**** EXERCISE DATA ****

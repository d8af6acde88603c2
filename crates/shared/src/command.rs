#[derive(Debug, thiserror::Error)]
pub enum Error {
    #[error("{0}")]
    Validate(#[from] validator::ValidationErrors),

    #[error("{0} not found")]
    NotFound(String),

    #[error("{0}")]
    User(String),

    #[error("{0}")]
    Server(String),

    #[error("{0}")]
    Unknown(#[from] anyhow::Error),
}

pub type Result<T> = std::result::Result<T, Error>;

impl From<sqlx::Error> for Error {
    fn from(value: sqlx::Error) -> Self {
        Self::Unknown(value.into())
    }
}

impl From<time::error::ComponentRange> for Error {
    fn from(value: time::error::ComponentRange) -> Self {
        Self::Unknown(value.into())
    }
}

impl From<sea_query::error::Error> for Error {
    fn from(value: sea_query::error::Error) -> Self {
        Self::Unknown(value.into())
    }
}

impl From<serde_json::Error> for Error {
    fn from(value: serde_json::Error) -> Self {
        Self::Unknown(value.into())
    }
}

#[macro_export]
macro_rules! bail {
    ($msg:literal $(,)?) => {
        return Err($crate::Error::Server(format!($msg)))
    };
    ($err:expr $(,)?) => {
        return Err($crate::Error::Server(format!($err)))
    };
    ($fmt:expr, $($arg:tt)*) => {
        return Err($crate::Error::Server(format!($fmt, $($arg)*)))
    };
}

#[macro_export]
macro_rules! not_found {
    ($msg:literal $(,)?) => {
        return Err($crate::Error::NotFound(format!($msg)))
    };
    ($fmt:expr, $($arg:tt)*) => {
        return Err($crate::Error::NotFound(format!($fmt, $($arg)*)))
    };
}

#[macro_export]
macro_rules! user {
    ($msg:literal $(,)?) => {
        return Err($crate::Error::User(format!($msg)))
    };
    ($fmt:expr, $($arg:tt)*) => {
        return Err($crate::Error::User(format!($fmt, $($arg)*)))
    };
}

#[cfg(test)]
mod tests {
    use super::*;

    fn lookup(found: bool) -> Result<()> {
        if !found {
            crate::not_found!("recipe {}", "01H");
        }

        Ok(())
    }

    fn check(portions: u32) -> Result<()> {
        if portions == 0 {
            crate::user!("portions must be at least 1");
        }

        Ok(())
    }

    #[derive(sea_query::Iden)]
    enum Item {
        Table,
        Id,
        Name,
    }

    fn insert_one_value() -> Result<()> {
        sea_query::Query::insert()
            .into_table(Item::Table)
            .columns([Item::Id, Item::Name])
            .values(["01H".into()])?;

        Ok(())
    }

    #[test]
    fn test_query_builder_errors_convert() {
        assert!(matches!(insert_one_value().unwrap_err(), Error::Unknown(_)));
    }

    #[test]
    fn test_macros_return_matching_variant() {
        assert_eq!(lookup(false).unwrap_err().to_string(), "recipe 01H not found");
        assert!(lookup(true).is_ok());

        let err = check(0).unwrap_err();
        assert!(matches!(err, Error::User(_)));
        assert_eq!(err.to_string(), "portions must be at least 1");
    }
}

****

Copy every line of the listing where the word "matches" appears.

        assert!(matches!(insert_one_value().unwrap_err(), Error::Unknown(_)));
        assert!(matches!(err, Error::User(_)));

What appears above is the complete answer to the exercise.